German airline Lufthansa on Tuesday posted a decline in second-quarter earnings, hurt by price competition on short-haul routes in Germany and Austria as well as rising fuel costs.
Europe’s biggest airline group said adjusted earnings before interest and tax fell to €754 million, compared to €1 billion a year earlier.
Fuel costs were €255m higher than in the previous year, it said.
Lufthansa said it expected the European market to remain challenging until at least the end of this year.
The company maintained its guidance for 2019 for an adjusted ebit margin of 5.5 per cent to 6.5 per cent for the year, down from a previous target of between 6.5 per cent and 8 per cent.
Lufthansa in June cut its full-year profit forecast due to lower prices and higher fuel costs compounding losses at its budget subsidiary Eurowings.

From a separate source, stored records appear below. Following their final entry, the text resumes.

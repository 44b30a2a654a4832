//! List command implementation

use console::Style;
use graphpack::config::Settings;
use graphpack::error::Result;

use super::helpers::{open_cache, plural};

pub fn run(settings: &Settings) -> Result<()> {
    let cache = open_cache(settings)?;
    let bundles = cache.list()?;

    if bundles.is_empty() {
        println!("No bundles installed.");
        return Ok(());
    }

    println!("Installed bundles ({}):", bundles.len());
    for bundle in &bundles {
        let manifest = &bundle.manifest;
        println!(
            "  {} {}",
            Style::new().bold().yellow().apply_to(&bundle.key),
            Style::new()
                .dim()
                .apply_to(format!(
                    "({} context{}, {} file{}, {} dependenc{})",
                    manifest.contexts.len(),
                    plural(manifest.contexts.len()),
                    manifest.files.len(),
                    plural(manifest.files.len()),
                    manifest.dependencies.len(),
                    if manifest.dependencies.len() == 1 { "y" } else { "ies" },
                ))
        );
    }
    Ok(())
}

Lufthansa is locked in a bruising fight for market share as a glut of seats hurts prices on short haul flights out of Germany and Austria.

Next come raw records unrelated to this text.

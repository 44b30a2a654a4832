//! Local bundle cache
//!
//! Maps `(bundle id, version)` to an installed bundle directory. The cache
//! root is explicit state: it is opened once and handed to the installer,
//! fetcher and deployer, so tests can use one root per test.
//!
//! ## Cache Structure
//!
//! ```text
//! <root>/
//! ├── bundles/<quoted id>/<version>/{manifest,graphs/,files/}
//! └── locks/<quoted id>@<version>.lock
//! ```
//!
//! All writes go through [`Cache::install`]: the key lock is taken, the
//! bundle is staged in a sibling directory, verified against its manifest
//! and renamed into place. Writes to different keys do not contend.

pub mod index;
pub mod lock;
pub mod staging;

use std::fs;
use std::path::{Path, PathBuf};

use tracing::{debug, info, warn};

use crate::bundle::archive::ArchiveContents;
use crate::bundle::layout;
use crate::bundle::manifest::Manifest;
use crate::domain::{BundleKey, Version};
use crate::error::{GraphpackError, Result, fs as fs_err};
use crate::path_utils;
use crate::resolver::ManifestSource;

pub use index::{IndexedListing, Listing, ListingEntry, RepositoryIndex};
pub use lock::KeyLock;
pub use staging::StagingDir;

/// A bundle present in the cache
#[derive(Debug, Clone, PartialEq, Eq)]
pub struct InstalledBundle {
    pub key: BundleKey,
    pub path: PathBuf,
    pub manifest: Manifest,
}

/// Result of a cache lookup; absence is not an error
#[derive(Debug, Clone, PartialEq, Eq)]
pub enum CacheLookup {
    Found(InstalledBundle),
    NotFound,
}

impl CacheLookup {
    pub fn found(self) -> Option<InstalledBundle> {
        match self {
            Self::Found(bundle) => Some(bundle),
            Self::NotFound => None,
        }
    }
}

/// What an install did
#[derive(Debug, Clone, Copy, PartialEq, Eq)]
pub enum InstallOutcome {
    /// The bundle was written
    Installed,
    /// Identical content was already installed; nothing changed
    AlreadyPresent,
}

#[derive(Debug, Clone)]
pub struct Cache {
    root: PathBuf,
}

impl Cache {
    /// Open (and create if needed) a cache rooted at `root`
    pub fn open(root: impl Into<PathBuf>) -> Result<Self> {
        let root = root.into();
        for dir in [root.join(layout::BUNDLES_DIR), root.join(layout::LOCKS_DIR)] {
            fs::create_dir_all(&dir).map_err(|e| fs_err::write_failed(&dir, e))?;
        }
        Ok(Self { root })
    }

    pub fn root(&self) -> &Path {
        &self.root
    }

    pub fn bundle_path(&self, id: &str, version: Version) -> PathBuf {
        layout::bundle_dir(&self.root, id, version)
    }

    /// Take the write lock of a key
    pub fn lock(&self, id: &str, version: Version) -> Result<KeyLock> {
        KeyLock::acquire(&layout::lock_file(&self.root, id, version))
    }

    /// Look up an installed bundle
    pub fn lookup(&self, id: &str, version: Version) -> Result<CacheLookup> {
        let path = self.bundle_path(id, version);
        if !path.is_dir() {
            return Ok(CacheLookup::NotFound);
        }
        let manifest = Manifest::load(&path)?;
        if manifest.id != id || manifest.version != version {
            return Err(crate::error::bundle::malformed(
                path.display().to_string(),
                format!(
                    "manifest describes {} but directory holds {id}@{version}",
                    manifest.key()
                ),
            ));
        }
        Ok(CacheLookup::Found(InstalledBundle {
            key: BundleKey::new(id, version),
            path,
            manifest,
        }))
    }

    pub fn contains(&self, id: &str, version: Version) -> bool {
        self.bundle_path(id, version).join(layout::MANIFEST_FILE).is_file()
    }

    /// Installed versions of `id`, highest first
    pub fn versions(&self, id: &str) -> Result<Vec<Version>> {
        let dir = layout::id_dir(&self.root, id);
        Self::version_dirs(&dir)
    }

    fn version_dirs(dir: &Path) -> Result<Vec<Version>> {
        if !dir.is_dir() {
            return Ok(Vec::new());
        }
        let mut versions = Vec::new();
        for entry in fs::read_dir(dir).map_err(|e| fs_err::read_failed(dir, e))? {
            let entry = entry.map_err(|e| fs_err::read_failed(dir, e))?;
            let name = entry.file_name();
            let Some(version) = name.to_str().and_then(|n| n.parse::<Version>().ok()) else {
                continue;
            };
            if version > 0 && entry.path().join(layout::MANIFEST_FILE).is_file() {
                versions.push(version);
            }
        }
        versions.sort_unstable_by(|a, b| b.cmp(a));
        Ok(versions)
    }

    /// Highest installed version of `id`
    pub fn latest(&self, id: &str) -> Result<Option<Version>> {
        Ok(self.versions(id)?.into_iter().next())
    }

    /// Every installed bundle, by id and then highest version first.
    ///
    /// Directories that are not valid bundles are skipped with a warning.
    pub fn list(&self) -> Result<Vec<InstalledBundle>> {
        let bundles_dir = self.root.join(layout::BUNDLES_DIR);
        if !bundles_dir.is_dir() {
            return Ok(Vec::new());
        }

        let mut ids = Vec::new();
        for entry in fs::read_dir(&bundles_dir).map_err(|e| fs_err::read_failed(&bundles_dir, e))? {
            let entry = entry.map_err(|e| fs_err::read_failed(&bundles_dir, e))?;
            let name = entry.file_name().to_string_lossy().to_string();
            match path_utils::unquote_id(&name) {
                Some(id) => ids.push(id),
                None => warn!(name = %name, "skipping unrecognized cache entry"),
            }
        }
        ids.sort();

        let mut bundles = Vec::new();
        for id in ids {
            for version in self.versions(&id)? {
                match self.lookup(&id, version) {
                    Ok(CacheLookup::Found(bundle)) => bundles.push(bundle),
                    Ok(CacheLookup::NotFound) => {}
                    Err(e) => warn!(id = %id, version, error = %e, "skipping malformed bundle"),
                }
            }
        }
        Ok(bundles)
    }

    /// Install a bundle described by `manifest`.
    ///
    /// `populate` writes graph and file content into the staging directory;
    /// the manifest itself is written here. Installing content identical to
    /// an installed bundle is a no-op; different content under an installed
    /// key is a [`GraphpackError::VersionAlreadyPublished`] error.
    pub fn install<F>(&self, manifest: &Manifest, populate: F) -> Result<(InstalledBundle, InstallOutcome)>
    where
        F: FnOnce(&Path) -> Result<()>,
    {
        let target = self.bundle_path(&manifest.id, manifest.version);
        manifest
            .check()
            .map_err(|reason| crate::error::bundle::malformed(target.display().to_string(), reason))?;

        let _lock = self.lock(&manifest.id, manifest.version)?;

        if let CacheLookup::Found(existing) = self.lookup(&manifest.id, manifest.version)? {
            if existing.manifest.content_hash == manifest.content_hash {
                debug!(key = %existing.key, "identical bundle already installed");
                return Ok((existing, InstallOutcome::AlreadyPresent));
            }
            return Err(GraphpackError::VersionAlreadyPublished {
                id: manifest.id.clone(),
                version: manifest.version,
            });
        }

        let staging = StagingDir::create(&target)?;
        populate(staging.path())?;
        manifest.write(staging.path())?;
        manifest.verify_dir(staging.path())?;
        staging.commit()?;

        info!(key = %manifest.key(), path = %target.display(), "installed bundle");
        Ok((
            InstalledBundle {
                key: manifest.key(),
                path: target,
                manifest: manifest.clone(),
            },
            InstallOutcome::Installed,
        ))
    }

    /// Verify and install a bundle archive
    pub fn install_archive(&self, archive: &[u8]) -> Result<(InstalledBundle, InstallOutcome)> {
        let contents = ArchiveContents::read(archive)?;
        self.install(&contents.manifest, |dir| contents.write_to(dir))
    }

    /// Remove an installed bundle. Returns `false` if it was not installed.
    pub fn evict(&self, id: &str, version: Version) -> Result<bool> {
        let lock = self.lock(id, version)?;
        let path = self.bundle_path(id, version);
        if !path.is_dir() {
            lock.remove();
            return Ok(false);
        }
        fs::remove_dir_all(&path).map_err(|e| fs_err::write_failed(&path, e))?;

        let id_dir = layout::id_dir(&self.root, id);
        if fs::read_dir(&id_dir).is_ok_and(|mut entries| entries.next().is_none()) {
            let _ = fs::remove_dir(&id_dir);
        }
        lock.remove();
        info!(id, version, "evicted bundle");
        Ok(true)
    }
}

impl ManifestSource for Cache {
    fn versions(&self, id: &str) -> Result<Vec<Version>> {
        Cache::versions(self, id)
    }

    fn manifest(&self, id: &str, version: Version) -> Result<Option<Manifest>> {
        Ok(self.lookup(id, version)?.found().map(|b| b.manifest))
    }
}

#[cfg(test)]
mod tests {
    use super::*;
    use crate::hash;
    use tempfile::TempDir;

    fn manifest_with_file(id: &str, version: Version, content: &[u8]) -> Manifest {
        let mut m = Manifest::new(id, version);
        m.add_file("data.txt", hash::hash_bytes(content));
        m.seal()
    }

    fn install_file(cache: &Cache, id: &str, version: Version, content: &'static [u8]) -> Result<(InstalledBundle, InstallOutcome)> {
        let manifest = manifest_with_file(id, version, content);
        cache.install(&manifest, |dir| {
            std::fs::create_dir_all(dir.join("files")).unwrap();
            std::fs::write(dir.join("files/data.txt"), content).unwrap();
            Ok(())
        })
    }

    #[test]
    fn test_lookup_missing_is_not_found() {
        let temp = TempDir::new().unwrap();
        let cache = Cache::open(temp.path()).unwrap();
        assert_eq!(cache.lookup("ex/a", 1).unwrap(), CacheLookup::NotFound);
    }

    #[test]
    fn test_install_and_lookup() {
        let temp = TempDir::new().unwrap();
        let cache = Cache::open(temp.path()).unwrap();

        let (bundle, outcome) = install_file(&cache, "ex/a", 1, b"hello").unwrap();
        assert_eq!(outcome, InstallOutcome::Installed);
        assert!(bundle.path.join("files/data.txt").is_file());

        let found = cache.lookup("ex/a", 1).unwrap().found().unwrap();
        assert_eq!(found.manifest, bundle.manifest);
        assert!(cache.contains("ex/a", 1));
    }

    #[test]
    fn test_reinstall_identical_is_noop() {
        let temp = TempDir::new().unwrap();
        let cache = Cache::open(temp.path()).unwrap();

        install_file(&cache, "ex/a", 1, b"hello").unwrap();
        let (_, outcome) = install_file(&cache, "ex/a", 1, b"hello").unwrap();
        assert_eq!(outcome, InstallOutcome::AlreadyPresent);
    }

    #[test]
    fn test_reinstall_different_content_fails() {
        let temp = TempDir::new().unwrap();
        let cache = Cache::open(temp.path()).unwrap();

        install_file(&cache, "ex/a", 1, b"hello").unwrap();
        let err = install_file(&cache, "ex/a", 1, b"changed").unwrap_err();
        assert!(matches!(err, GraphpackError::VersionAlreadyPublished { .. }));
        assert_eq!(
            std::fs::read(cache.bundle_path("ex/a", 1).join("files/data.txt")).unwrap(),
            b"hello"
        );
    }

    #[test]
    fn test_failed_populate_leaves_nothing() {
        let temp = TempDir::new().unwrap();
        let cache = Cache::open(temp.path()).unwrap();
        let manifest = manifest_with_file("ex/a", 1, b"hello");

        let result = cache.install(&manifest, |dir| {
            std::fs::create_dir_all(dir.join("files")).unwrap();
            std::fs::write(dir.join("files/data.txt"), b"wrong").unwrap();
            Ok(())
        });
        assert!(matches!(result, Err(GraphpackError::ArchiveCorrupt { .. })));
        assert_eq!(cache.lookup("ex/a", 1).unwrap(), CacheLookup::NotFound);
        assert!(cache.versions("ex/a").unwrap().is_empty());
    }

    #[test]
    fn test_versions_latest_and_list() {
        let temp = TempDir::new().unwrap();
        let cache = Cache::open(temp.path()).unwrap();

        install_file(&cache, "ex/a", 1, b"1").unwrap();
        install_file(&cache, "ex/a", 3, b"3").unwrap();
        install_file(&cache, "ex/b", 2, b"2").unwrap();

        assert_eq!(cache.versions("ex/a").unwrap(), vec![3, 1]);
        assert_eq!(cache.latest("ex/a").unwrap(), Some(3));
        assert_eq!(cache.latest("ex/none").unwrap(), None);

        let keys: Vec<String> = cache.list().unwrap().iter().map(|b| b.key.to_string()).collect();
        assert_eq!(keys, vec!["ex/a@3", "ex/a@1", "ex/b@2"]);
    }

    #[test]
    fn test_list_skips_malformed() {
        let temp = TempDir::new().unwrap();
        let cache = Cache::open(temp.path()).unwrap();
        install_file(&cache, "ex/a", 1, b"1").unwrap();

        let bogus = cache.bundle_path("ex/bogus", 1);
        std::fs::create_dir_all(&bogus).unwrap();
        std::fs::write(bogus.join("manifest"), "not json").unwrap();

        assert_eq!(cache.list().unwrap().len(), 1);
    }

    #[test]
    fn test_evict() {
        let temp = TempDir::new().unwrap();
        let cache = Cache::open(temp.path()).unwrap();
        install_file(&cache, "ex/a", 1, b"1").unwrap();

        assert!(cache.evict("ex/a", 1).unwrap());
        assert!(!cache.evict("ex/a", 1).unwrap());
        assert_eq!(cache.lookup("ex/a", 1).unwrap(), CacheLookup::NotFound);
        assert!(!layout::lock_file(temp.path(), "ex/a", 1).exists());
    }

    #[test]
    fn test_evicted_version_can_be_reinstalled_with_new_content() {
        let temp = TempDir::new().unwrap();
        let cache = Cache::open(temp.path()).unwrap();
        install_file(&cache, "ex/a", 1, b"1").unwrap();
        cache.evict("ex/a", 1).unwrap();
        let (_, outcome) = install_file(&cache, "ex/a", 1, b"other").unwrap();
        assert_eq!(outcome, InstallOutcome::Installed);
    }
}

As flagged in the June, yields at the low-cost Eurowings tumbled, with long-haul routes offering the only bright spot.
Headwinds from a German economic slowdown are also building amid simmering trade tensions. As well as hitting corporate demand for flights, the conflict is crimping earnings at Lufthansa’s cargo unit, with quarterly earnings dropping 88 per cent.
The company does not see the scenario improving this year, cautioning that discounting will continue to weigh on ticket prices. The airline said margin targets at its cargo unit are at risk if demand does not stabilise.